This is why G-d is in a state of war with Amalek.

When King Shaul allowed his people to take from the spoils of Amalek, he reduced the battle to a normal war against a normal enemy, in which, as per the laws and customs of the time, the spoils belonged to the conqueror. But this war was G-d’s war, not Shaul’s. The spoils were not theirs to take.

Unlike Shaul, Mordechai and Esther understood exactly who their enemy was. When Mordechai tells Esther about Haman’s plan to kill all the Jews, he tells her:

וַיַּגֶּד לוֹ מָרְדֳּכַי אֵת כָּל אֲשֶׁר קָרָהוּ וְאֵת פָּרָשַׁת הַכֶּסֶף אֲשֶׁר אָמַר הָמָןלִשְׁקוֹל עַל גִּנְזֵי הַמֶּלֶךְ בַּיְּהוּדִים לְאַבְּדָם:
Mordechai told [Esther’s messenger] about all that had happened to him,
and about the matter of the money, that Haman had said to weigh out to the king’s treasury to destroy the Jews. (Esther 4:7)

The Midrash explicitly connects this term to the one in Parshat Zachor:

אמר להתך לך אמור לה בן בנו של קרהו בא עליכם הה”ד (דברים כ”ה) אשר קרך בדרך
He told [Esther’s messenger], “Go tell her, the grandson of “happening” has come at us, as it says, “that happened upon you on the road”. (Midrash Esther Rabbah 8)

Mordechai realized that he was not dealing with just an ordinary enemy, he was dealing with Amalek. Haman was “the grandson” of the philosophy that power is the only value, that the weak exist to be exploited, and that a conscience is a blemish upon humanity. To save the Jewish People from Amalek, all resources must be mustered, and G-d’s war must be fought.
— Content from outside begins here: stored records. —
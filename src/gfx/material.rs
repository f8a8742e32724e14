//! Material definitions
//!
//! Surface description handed to the rendering runtime alongside geometry.
//! The runtime owns any GPU-side resources; this side only says what a node
//! should look like.

/// Material definition with basic PBR properties and an optional diffuse image
#[derive(Debug, Clone, PartialEq)]
pub struct Material {
    pub name: String,
    pub base_color: [f32; 4],
    /// Path of the image used as diffuse contents, if any
    pub diffuse_texture: Option<String>,
    pub metallic: f32,
    pub roughness: f32,
    pub double_sided: bool,
}

impl Default for Material {
    fn default() -> Self {
        Self {
            name: "Default".to_string(),
            base_color: [0.8, 0.8, 0.8, 1.0],
            diffuse_texture: None,
            metallic: 0.0,
            roughness: 0.5,
            double_sided: false,
        }
    }
}

impl Material {
    /// Creates a new material with basic PBR properties
    ///
    /// # Arguments
    /// * `name` - Unique name for this material
    /// * `base_color` - RGBA base color
    /// * `metallic` - Metallic factor (0.0 = dielectric, 1.0 = metallic)
    /// * `roughness` - Surface roughness (0.0 = mirror, 1.0 = rough)
    pub fn new(name: &str, base_color: [f32; 4], metallic: f32, roughness: f32) -> Self {
        Self {
            name: name.to_string(),
            base_color,
            diffuse_texture: None,
            metallic: metallic.clamp(0.0, 1.0),
            roughness: roughness.clamp(0.0, 1.0),
            double_sided: false,
        }
    }

    /// White, double-sided material showing the given grid image
    ///
    /// Used for surface visuals so the grid reads from above and below.
    pub fn grid(texture_path: &str) -> Self {
        Self::new("surface_grid", [1.0, 1.0, 1.0, 1.0], 0.0, 1.0)
            .with_texture(texture_path)
            .with_double_sided(true)
    }

    /// Builder pattern: Use an image as diffuse contents
    pub fn with_texture(mut self, path: &str) -> Self {
        self.diffuse_texture = Some(path.to_string());
        self
    }

    /// Builder pattern: Render both faces
    pub fn with_double_sided(mut self, double_sided: bool) -> Self {
        self.double_sided = double_sided;
        self
    }

    /// Builds a material from an MTL entry loaded alongside an OBJ template
    pub fn from_mtl(mtl: &tobj::Material) -> Self {
        let diffuse = mtl.diffuse.unwrap_or([0.8, 0.8, 0.8]);
        let name = if mtl.name.is_empty() {
            "template_material"
        } else {
            mtl.name.as_str()
        };
        let mut material = Material::new(
            name,
            [diffuse[0], diffuse[1], diffuse[2], mtl.dissolve.unwrap_or(1.0)],
            0.0,
            // MTL has no roughness; derive it from shininess
            1.0 - (mtl.shininess.unwrap_or(32.0) / 128.0).clamp(0.0, 1.0),
        );
        material.diffuse_texture = mtl.diffuse_texture.clone();
        material
    }
}
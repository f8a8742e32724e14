//! Ardice
//!
//! Plane-anchored dice placement and roll animation for augmented reality
//! scenes. Detected surfaces get a grid overlay, taps on them place dice, and
//! shaking rolls every die with a randomized spin.
//!
//! The engine drives two collaborators through traits: a tracking session
//! ([`tracking::TrackingSession`]) and a scene-graph runtime
//! ([`gfx::scene::RenderRuntime`]). In-memory implementations of both ship
//! with the crate.

pub mod config;
pub mod engine;
pub mod error;
pub mod gfx;
pub mod input;
pub mod prelude;
pub mod tracking;

// Re-export main types for convenience
pub use config::EngineConfig;
pub use engine::{DiceEngine, Interaction};
pub use error::DiceError;

/// Installs `env_logger` with an `info` default, overridable through `RUST_LOG`
///
/// Safe to call more than once; only the first call takes effect.
pub fn init_logging() {
    let _ = env_logger::Builder::from_env(env_logger::Env::default().default_filter_or("info"))
        .try_init();
}
//! # Graphics Module
//!
//! Everything the placement engine knows about 3D content, without owning a
//! renderer:
//!
//! - **Camera** ([`camera`]) - device camera for screen to world rays
//! - **Geometry** ([`geometry`]) - procedural quads and cubes
//! - **Materials** ([`material`]) - surface descriptions, grid texture
//! - **Picking** ([`picking`]) - rays, planes, bounding boxes
//! - **Scene** ([`scene`]) - node descriptions, the [`RenderRuntime`] seam and an in-memory scene
//! - **Templates** ([`template`]) - the placeable die, from OBJ or procedural
//!
//! [`RenderRuntime`]: scene::RenderRuntime

pub mod camera;
pub mod geometry;
pub mod material;
pub mod picking;
pub mod scene;
pub mod template;

// Re-export commonly used types
pub use scene::{RenderRuntime, Scene};
pub use template::ObjectTemplate;
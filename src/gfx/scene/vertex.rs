//! # Vertex Data Structures
//!
//! GPU-compatible vertex format handed to the rendering runtime.

/// A 3D vertex with position, normal and texture coordinates.
///
/// # Memory Layout
///
/// The `#[repr(C)]` attribute ensures the struct has a C-compatible memory
/// layout, so a slice of vertices can be cast straight to bytes with
/// `bytemuck` and uploaded by whatever renderer draws the scene.
///
/// # Examples
///
/// ```
/// use ardice::gfx::scene::vertex::Vertex3D;
///
/// let vertex = Vertex3D {
///     position: [0.0, 1.0, 0.0],
///     normal: [0.0, 1.0, 0.0],
///     tex_coords: [0.5, 0.5],
/// };
/// assert_eq!(bytemuck::bytes_of(&vertex).len(), Vertex3D::STRIDE);
/// ```
#[repr(C)]
#[derive(Copy, Clone, Debug, PartialEq, bytemuck::Pod, bytemuck::Zeroable)]
pub struct Vertex3D {
    /// 3D position coordinates [x, y, z]
    pub position: [f32; 3],
    /// 3D normal vector [nx, ny, nz] for lighting calculations
    pub normal: [f32; 3],
    /// Texture coordinates [u, v]
    pub tex_coords: [f32; 2],
}

impl Vertex3D {
    /// Size of one vertex in bytes
    pub const STRIDE: usize = std::mem::size_of::<Vertex3D>();
}
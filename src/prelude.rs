//! # Ardice Prelude
//!
//! Commonly used types and traits in one import:
//!
//! ```rust
//! use ardice::prelude::*;
//!
//! let mut engine = DiceEngine::new(
//!     EngineConfig::default().with_seed(1),
//!     Scene::new(),
//!     SimulatedTracking::new(DeviceCamera::look_at(
//!         Vector3::new(0.0, 1.0, 0.0),
//!         Vector3::new(0.0, 0.0, -1.0),
//!         (800.0, 600.0),
//!     )),
//! )
//! .unwrap();
//! engine.start_session();
//! engine.dispatch(Interaction::Shake);
//! assert!(engine.registry().is_empty());
//! ```

// Engine and interactions
pub use crate::engine::{
    DiceEngine, Interaction, ObjectId, ObjectRegistry, PlacedObject, RollCommand,
};
pub use crate::input::InputMapper;

// Configuration and errors
pub use crate::config::{EngineConfig, HeightPolicy, RollSettings, TemplateSource};
pub use crate::error::{DiceError, Result};

// Scene and collaborator seams
pub use crate::gfx::camera::DeviceCamera;
pub use crate::gfx::scene::{NodeId, RenderRuntime, RotateBy, Scene, SceneNode};
pub use crate::gfx::template::ObjectTemplate;
pub use crate::tracking::{
    Anchor, AnchorEvent, AnchorId, HitTestKind, HitTestResult, PlaneAnchor, ScreenPoint,
    SessionConfig, SimulatedTracking, TrackingSession,
};

// Common external dependencies
pub use cgmath::{Deg, Matrix4, Rad, Vector3, Zero};
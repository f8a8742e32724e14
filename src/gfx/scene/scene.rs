use std::collections::{HashMap, HashSet};

use cgmath::Matrix4;
use log::{debug, warn};

use super::{
    node::{NodeId, RotateBy, SceneNode},
    runtime::RenderRuntime,
};

struct NodeEntry {
    node: SceneNode,
    parent: Option<NodeId>,
    children: Vec<NodeId>,
}

struct RunningAction {
    target: NodeId,
    action: RotateBy,
    elapsed: f32,
}

/// In-memory scene graph with an animation timeline
///
/// Stands in for a platform renderer: it keeps the node hierarchy, applies
/// queued [`RotateBy`] actions as time is advanced, and drops the actions of
/// any node that gets removed mid-flight.
pub struct Scene {
    nodes: HashMap<NodeId, NodeEntry>,
    root: NodeId,
    next_id: u64,
    actions: Vec<RunningAction>,
    scheduled_total: usize,
    default_lighting: bool,
}

impl Scene {
    /// Creates a scene holding only the root node
    pub fn new() -> Self {
        let root = NodeId(0);
        let mut nodes = HashMap::new();
        nodes.insert(
            root,
            NodeEntry {
                node: SceneNode::new("root"),
                parent: None,
                children: Vec::new(),
            },
        );
        Self {
            nodes,
            root,
            next_id: 1,
            actions: Vec::new(),
            scheduled_total: 0,
            default_lighting: false,
        }
    }

    /// Advances the animation timeline by `delta_time` seconds
    ///
    /// Each running action applies the slice of its rotation that falls inside
    /// this step. Returns how many actions finished.
    pub fn advance(&mut self, delta_time: f32) -> usize {
        let nodes = &mut self.nodes;
        let before = self.actions.len();

        self.actions.retain_mut(|running| {
            let from = running.action.progress(running.elapsed);
            running.elapsed += delta_time;
            let to = running.action.progress(running.elapsed);

            match nodes.get_mut(&running.target) {
                Some(entry) => {
                    entry.node.euler_angles += running.action.angles * (to - from);
                    to < 1.0
                }
                None => false,
            }
        });

        before - self.actions.len()
    }

    /// Runs every queued action to completion
    pub fn finish_actions(&mut self) {
        while !self.actions.is_empty() {
            let longest = self
                .actions
                .iter()
                .map(|a| a.action.duration - a.elapsed)
                .fold(0.0_f32, f32::max);
            self.advance(longest.max(f32::EPSILON));
        }
    }

    /// Number of actions still running
    pub fn pending_actions(&self) -> usize {
        self.actions.len()
    }

    /// Number of actions still running on one node
    pub fn pending_actions_for(&self, id: NodeId) -> usize {
        self.actions.iter().filter(|a| a.target == id).count()
    }

    /// Number of actions ever scheduled on this scene
    pub fn scheduled_actions(&self) -> usize {
        self.scheduled_total
    }

    pub fn default_lighting(&self) -> bool {
        self.default_lighting
    }

    pub fn parent(&self, id: NodeId) -> Option<NodeId> {
        self.nodes.get(&id).and_then(|entry| entry.parent)
    }

    pub fn children(&self, id: NodeId) -> &[NodeId] {
        self.nodes
            .get(&id)
            .map(|entry| entry.children.as_slice())
            .unwrap_or(&[])
    }

    /// Total number of live nodes, root excluded
    pub fn node_count(&self) -> usize {
        self.nodes.len() - 1
    }

    /// Transform from node space to world space, composed up the parent chain
    pub fn world_transform(&self, id: NodeId) -> Option<Matrix4<f32>> {
        let mut entry = self.nodes.get(&id)?;
        let mut transform = entry.node.local_transform();
        while let Some(parent) = entry.parent {
            entry = self.nodes.get(&parent)?;
            transform = entry.node.local_transform() * transform;
        }
        Some(transform)
    }

    fn collect_subtree(&self, id: NodeId, out: &mut HashSet<NodeId>) {
        if out.insert(id) {
            for child in self.children(id) {
                self.collect_subtree(*child, out);
            }
        }
    }

    fn detach(&mut self, id: NodeId) {
        if let Some(parent) = self.nodes.get_mut(&id).and_then(|e| e.parent.take()) {
            if let Some(parent_entry) = self.nodes.get_mut(&parent) {
                parent_entry.children.retain(|c| *c != id);
            }
        }
    }

    fn is_ancestor(&self, ancestor: NodeId, mut id: NodeId) -> bool {
        loop {
            if id == ancestor {
                return true;
            }
            match self.parent(id) {
                Some(parent) => id = parent,
                None => return false,
            }
        }
    }
}

impl Default for Scene {
    fn default() -> Self {
        Self::new()
    }
}

impl RenderRuntime for Scene {
    fn root(&self) -> NodeId {
        self.root
    }

    fn create_node(&mut self, node: SceneNode) -> NodeId {
        let id = NodeId(self.next_id);
        self.next_id += 1;
        self.nodes.insert(
            id,
            NodeEntry {
                node,
                parent: None,
                children: Vec::new(),
            },
        );
        id
    }

    fn attach(&mut self, parent: NodeId, child: NodeId) -> bool {
        if child == self.root || !self.nodes.contains_key(&parent) || !self.nodes.contains_key(&child)
        {
            return false;
        }
        if self.is_ancestor(child, parent) {
            warn!("refusing to attach node {} under its own descendant", child.raw());
            return false;
        }
        self.detach(child);
        if let Some(entry) = self.nodes.get_mut(&child) {
            entry.parent = Some(parent);
        }
        if let Some(entry) = self.nodes.get_mut(&parent) {
            entry.children.push(child);
        }
        true
    }

    fn remove_node(&mut self, id: NodeId) -> bool {
        if id == self.root {
            warn!("the root node cannot be removed");
            return false;
        }
        if !self.nodes.contains_key(&id) {
            return false;
        }

        let mut doomed = HashSet::new();
        self.collect_subtree(id, &mut doomed);
        self.detach(id);
        for node in &doomed {
            self.nodes.remove(node);
        }

        let before = self.actions.len();
        self.actions.retain(|a| !doomed.contains(&a.target));
        let dropped = before - self.actions.len();
        if dropped > 0 {
            debug!("discarded {} in-flight action(s) of removed node {}", dropped, id.raw());
        }
        true
    }

    fn contains(&self, id: NodeId) -> bool {
        self.nodes.contains_key(&id)
    }

    fn node(&self, id: NodeId) -> Option<&SceneNode> {
        self.nodes.get(&id).map(|entry| &entry.node)
    }

    fn node_mut(&mut self, id: NodeId) -> Option<&mut SceneNode> {
        self.nodes.get_mut(&id).map(|entry| &mut entry.node)
    }

    fn run_action(&mut self, id: NodeId, action: RotateBy) {
        if !self.nodes.contains_key(&id) {
            debug!("ignoring action for missing node {}", id.raw());
            return;
        }
        self.scheduled_total += 1;
        self.actions.push(RunningAction {
            target: id,
            action,
            elapsed: 0.0,
        });
    }

    fn set_default_lighting(&mut self, enabled: bool) {
        self.default_lighting = enabled;
    }
}
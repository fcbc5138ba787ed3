use std::io::{self, Write};

/// Full terminal reset, the ANSI equivalent of the classic `\033c`.
const CLEAR: &str = "\x1bc";

/// Clears the screen and prints the rendered lines, then the optional
/// status line without a trailing newline. Write errors are ignored;
/// there is nothing useful to do when the terminal goes away.
pub fn render(lines: &[String], status: Option<&str>) {
    let stdout = io::stdout();
    let mut out = stdout.lock();

    let _ = write!(out, "{}", CLEAR);
    for line in lines {
        let _ = writeln!(out, "{}", line);
    }
    if let Some(status) = status {
        let _ = write!(out, "{}", status);
    }
    let _ = out.flush();
}
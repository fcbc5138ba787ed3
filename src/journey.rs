use chrono::{DateTime, Duration, Local};

/// A resolved stop or address, as returned by the location endpoint.
#[derive(Debug, Clone)]
pub struct Location {
    pub id: String,
    pub name: String,
}

/// One continuous segment of a journey. `line` is `None` for walking
/// transfers, which carry no transport line.
#[derive(Debug, Clone)]
pub struct Leg {
    pub line: Option<String>,
    /// Origin stop name, carried from the planner but not rendered.
    #[allow(dead_code)]
    pub origin: String,
    pub departure: DateTime<Local>,
    pub arrival: DateTime<Local>,
}

/// One proposed journey from origin to destination, legs in travel order.
#[derive(Debug, Clone)]
pub struct Journey {
    pub legs: Vec<Leg>,
}

impl Journey {
    pub fn departure(&self) -> Option<DateTime<Local>> {
        self.legs.first().map(|leg| leg.departure)
    }

    pub fn arrival(&self) -> Option<DateTime<Local>> {
        self.legs.last().map(|leg| leg.arrival)
    }

    pub fn duration(&self) -> Option<Duration> {
        match (self.departure(), self.arrival()) {
            (Some(dep), Some(arr)) => Some(arr.signed_duration_since(dep)),
            _ => None,
        }
    }

    /// Transport-line names of the named legs, in travel order.
    /// Walking legs have no line and do not appear.
    pub fn route(&self) -> Vec<&str> {
        self.legs
            .iter()
            .filter_map(|leg| leg.line.as_deref())
            .collect()
    }
}
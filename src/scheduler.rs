/// Floor on the wait between two upstream queries, so the journey
/// planner is never polled more than once a minute.
pub const DEFAULT_MIN_WAIT_SECS: u64 = 60;
/// Ceiling on the wait, bounding staleness even when the upstream
/// returns a departure far in the future.
pub const DEFAULT_MAX_WAIT_SECS: u64 = 1200;
/// Divisor on the naive wait-until-nearest-departure. Querying ahead of
/// the naive expiry catches delays and cancellations announced early.
pub const OVERSAMPLING_FACTOR: f64 = 2.0;

/// Decides how long to wait before the next upstream fetch, from the
/// seconds-until-departure of the itineraries currently on screen.
#[derive(Debug, Clone, Copy)]
pub struct WaitPolicy {
    pub min_wait: u64,
    pub max_wait: u64,
    pub oversampling: f64,
}

impl Default for WaitPolicy {
    fn default() -> Self {
        Self {
            min_wait: DEFAULT_MIN_WAIT_SECS,
            max_wait: DEFAULT_MAX_WAIT_SECS,
            oversampling: OVERSAMPLING_FACTOR,
        }
    }
}

impl WaitPolicy {
    /// Seconds to wait before the next fetch, or `None` when there are
    /// no itineraries to adapt to. Overdue departures (negative
    /// seconds) participate in the minimum; the `min_wait` clamp keeps
    /// them from driving the interval to zero.
    pub fn compute_wait(&self, seconds_until_departure: &[i64]) -> Option<u64> {
        let earliest = seconds_until_departure.iter().min()?;
        let raw = *earliest as f64 / self.oversampling;
        let clamped = raw.clamp(self.min_wait as f64, self.max_wait as f64);
        Some(clamped as u64)
    }
}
Esther needed more convincing. Like her ancestor Shaul, her innate humility had the potential to paralyze her. She did not believe that she had the power to make a difference, and she was highly concerned about making a bad impression on the people around her:

(יא) כָּל עַבְדֵי הַמֶּלֶךְ וְעַם מְדִינוֹת הַמֶּלֶךְ יוֹדְעִים אֲשֶׁר כָּל אִישׁ וְאִשָּׁה אֲשֶׁר יָבוֹא אֶל הַמֶּלֶךְ אֶל הֶחָצֵר הַפְּנִימִית אֲשֶׁר לֹא יִקָּרֵא אַחַת דָּתוֹ לְהָמִית לְבַד מֵאֲשֶׁר יוֹשִׁיט לוֹ הַמֶּלֶךְ אֶת שַׁרְבִיט הַזָּהָב וְחָיָה וַאֲנִי לֹא נִקְרֵאתִי לָבוֹא אֶל הַמֶּלֶךְ זֶה שְׁלוֹשִׁים יוֹם:
All the king’s servants and all the members of all the king’s states know that any man or woman that comes to the king to the inner courtyard without having been summoned, the law is that they be put to death; unless the king stretches his scepter toward him. And I have not been called to come to the king for the past thirty days. (Esther 4:11)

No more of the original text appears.